Christopher Duffy says of the regiments of the Kurrheinsiche Creis (Prussia's Glory p.29):
"The Catholic bishop-electors as a tribe were the most whole-hearted supporters of the allied cause in the Reich... All of the regiments of this Circle were formed from contingents from single states, which gave a coherence that was lacking in some of the units from other circles. However Johann Philipp the Prince-Bishop of Trier would have been much put out to learn that his regiment had been dismissed as "very bad" (vilain) [by Soubise]. He had driven forward the mobilisation of his two battalions as being a matter which concerned so closely "his name and standing with His Imperial Majesty and the whole Empire". He had obtained anew almost every item of equipment, down to the iron ramrods, and he had commandeered all the tailors of Koblenz and Ehrenbreitstein, forbidding them to work on anything but the uniforms, and threatened them with severe punishment if they made a botched job through over-haste."
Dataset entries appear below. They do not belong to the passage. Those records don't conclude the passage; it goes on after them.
//! Stencil - Handlebars templates with embedded expressions and user functions
//!
//! # Overview
//!
//! Stencil renders a Handlebars template against JSON data. Templates can
//! embed JavaScript-like expressions and call user-defined functions that
//! are supplied with each render:
//!
//! - `{{#expr}} scope.qty * context.taxRate {{/expr}}` evaluates an expression
//!   against the current element (`scope`) and the root data (`context`)
//! - `{{ double price }}` calls the user function `double` as a helper
//! - `{{ toJson items }}` serializes a value as JSON
//!
//! A failing expression or function never aborts the render: its slot shows
//! an `[Error: ...]` marker and the rest of the template renders normally.
//! Functions whose body does not compile are skipped and reported as
//! warnings.
//!
//! # Quick Start
//!
//! ```
//! use serde_json::json;
//! use stencil::{UserFunction, compile};
//!
//! let functions = [UserFunction::new("double", &["x"], "return x * 2;")];
//! let data = json!({"price": 21});
//!
//! let output = compile("Total: {{double price}}", &data, &functions).unwrap();
//! assert_eq!(output.text, "Total: 42");
//! ```
//!
//! # Isolation
//!
//! Every compile call builds its own helper registry and function table, so
//! functions supplied to one call are never visible to another, including
//! calls running concurrently on other threads.

mod error_renderer;

// Re-export public API from stencil_core
pub use stencil_core::api::{
    Diagnostic, Engine, EngineOptions, Error, Escape, ExecutionOptions, ExpressionError,
    ExpressionEvaluator, RenderOutput, Severity, compile, format_json,
};
pub use stencil_core::registry::{FunctionError, FunctionErrorKind, UserFunction};

pub use stencil_core::{evaluator, parser, registry, stdlib, values};

pub use error_renderer::{
    render_diagnostics, render_diagnostics_to, render_diagnostics_to_string_no_color,
    render_error, render_error_to, render_error_to_string, render_error_to_string_no_color,
};
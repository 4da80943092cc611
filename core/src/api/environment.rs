//! Per-call template environment.

use handlebars::{Handlebars, no_escape};
use serde_json::Value as Json;

use crate::api::error::{render_error, template_error};
use crate::api::{Diagnostic, EngineOptions, Error, Escape, ExpressionEvaluator};
use crate::helpers::{ExprHelper, FunctionHelper, ToJsonHelper, escape_json};
use crate::registry::FunctionTable;

/// Helpers the template language provides, plus the engine's own. User
/// functions with these names are not registered as helpers.
pub const RESERVED_HELPERS: &[&str] = &[
    "if", "unless", "each", "with", "lookup", "raw", "log", "eq", "ne", "gt", "gte", "lt", "lte",
    "and", "or", "not", "len", "toJson", "expr", "js",
];

const TEMPLATE_NAME: &str = "main";

/// A Handlebars registry holding the helpers of one compile call.
///
/// Nothing in it is shared with other calls: the helpers borrow this call's
/// compiled functions and options and are dropped with the environment.
///
/// Registration order: `toJson`, then the expression helper (`expr` and its
/// alias `js`), then one helper per user function.
///
/// # Example
///
/// ```
/// use serde_json::json;
/// use stencil_core::api::{EngineOptions, TemplateEnvironment};
/// use stencil_core::registry::{UserFunction, compile_all};
///
/// let (functions, _) = compile_all(&[UserFunction::new("double", &["x"], "return x * 2;")]);
/// let options = EngineOptions::default();
///
/// let mut env = TemplateEnvironment::new(&functions, &options);
/// env.register_template("{{double n}}").unwrap();
/// assert_eq!(env.render(&json!({"n": 21})).unwrap(), "42");
/// ```
pub struct TemplateEnvironment<'a> {
    registry: Handlebars<'a>,
    warnings: Vec<Diagnostic>,
    template: Option<String>,
}

impl<'a> TemplateEnvironment<'a> {
    pub fn new(functions: &'a FunctionTable, options: &'a EngineOptions) -> Self {
        let mut registry = Handlebars::new();
        registry.set_strict_mode(options.strict);
        match options.escape {
            Escape::Html => {}
            Escape::None => registry.register_escape_fn(no_escape),
            Escape::Json => registry.register_escape_fn(escape_json),
        }

        registry.register_helper("toJson", Box::new(ToJsonHelper));
        let evaluator = ExpressionEvaluator::new(functions, &options.execution);
        registry.register_helper("expr", Box::new(ExprHelper::new(evaluator)));
        registry.register_helper("js", Box::new(ExprHelper::new(evaluator)));

        let mut warnings = Vec::new();
        for (name, function) in functions.iter() {
            if RESERVED_HELPERS.contains(&name) {
                tracing::warn!(function = name, "User function shadows a built-in helper");
                warnings.push(Diagnostic {
                    function: Some(name.to_string()),
                    code: Some("F010".to_string()),
                    help: Some(format!(
                        "Call it from an expression instead: {{{{expr \"{}(...)\"}}}}",
                        name
                    )),
                    ..Diagnostic::warning(format!(
                        "'{}' is a built-in helper; the function is only callable from expressions",
                        name
                    ))
                });
                continue;
            }
            registry.register_helper(
                name,
                Box::new(FunctionHelper::new(function.clone(), &options.execution)),
            );
        }
        tracing::debug!(functions = functions.len(), "Built template environment");

        Self {
            registry,
            warnings,
            template: None,
        }
    }

    /// Warnings produced while registering helpers.
    pub fn warnings(&self) -> &[Diagnostic] {
        &self.warnings
    }

    pub fn into_warnings(self) -> Vec<Diagnostic> {
        self.warnings
    }

    /// Parse the template to render.
    pub fn register_template(&mut self, template: &str) -> Result<(), Error> {
        self.registry
            .register_template_string(TEMPLATE_NAME, template)
            .map_err(|e| template_error(&e, template))?;
        self.template = Some(template.to_string());
        Ok(())
    }

    /// Render the registered template against `data`.
    pub fn render(&self, data: &Json) -> Result<String, Error> {
        if self.template.is_none() {
            return Err(Error::Render(Diagnostic::error("No template registered")));
        }
        self.registry
            .render(TEMPLATE_NAME, data)
            .map_err(|e| render_error(&e))
    }
}

#[cfg(test)]
mod tests {
    use super::*;
    use crate::registry::{UserFunction, compile_all};
    use pretty_assertions::assert_eq;
    use serde_json::json;

    fn render(template: &str, data: &Json, defs: &[UserFunction]) -> Result<String, Error> {
        let (functions, _) = compile_all(defs);
        let options = EngineOptions {
            escape: Escape::None,
            ..EngineOptions::default()
        };
        let mut env = TemplateEnvironment::new(&functions, &options);
        env.register_template(template)?;
        env.render(data)
    }

    #[test]
    fn test_reserved_names_are_not_bridged() {
        let (functions, _) = compile_all(&[UserFunction::new("len", &["x"], "return 99;")]);
        let options = EngineOptions::default();
        let env = TemplateEnvironment::new(&functions, &options);
        assert_eq!(env.warnings().len(), 1);
        assert_eq!(env.warnings()[0].function.as_deref(), Some("len"));
    }

    #[test]
    fn test_reserved_name_stays_callable_from_expressions() {
        let defs = [UserFunction::new("len", &["x"], "return 99;")];
        assert_eq!(
            render("{{len items}}|{{expr \"len(1)\"}}", &json!({"items": [1, 2]}), &defs).unwrap(),
            "2|99"
        );
    }

    #[test]
    fn test_js_alias() {
        assert_eq!(
            render("{{#js}} 6 * 7 {{/js}}", &json!({}), &[]).unwrap(),
            "42"
        );
    }

    #[test]
    fn test_render_without_template() {
        let functions = FunctionTable::default();
        let options = EngineOptions::default();
        let env = TemplateEnvironment::new(&functions, &options);
        assert!(matches!(env.render(&json!({})), Err(Error::Render(_))));
    }

    #[test]
    fn test_json_escape() {
        let functions = FunctionTable::default();
        let options = EngineOptions {
            escape: Escape::Json,
            ..EngineOptions::default()
        };
        let mut env = TemplateEnvironment::new(&functions, &options);
        env.register_template(r#"{"text": "{{text}}"}"#).unwrap();
        assert_eq!(
            env.render(&json!({"text": "a \"quoted\"\nline"})).unwrap(),
            r#"{"text": "a \"quoted\"\nline"}"#
        );
    }
}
The regiment ran at Rossbach after firing a single volley; they suffered no fatalities and only 27 identifiable wounded (according to Duffy, Prussia's Glory, p.83) so clearly did little hard fighting there! However, they were amongst the Reichsarmee units that fought long and hard at Freiberg in 1762; although the battle was ultimately a defeat, it was the Reichsarmee's "finest hour" as a fighting force. This batch of Reichsarmee uniforms will therefore be a celebration of those units that did well at Freiberg; next will be the infantry regiment Baden-Baden.
Uniform: Black hat, white scalloped hat lace and white metal button, black cockade, blue-red pompons. White coat, red cuffs, lapels and turnbacks. White waistcoat and breeches. White metal buttons.
2 battalions of 4 companies and 2 guns with 1,120 men total (detail from Kronoskaf - see links).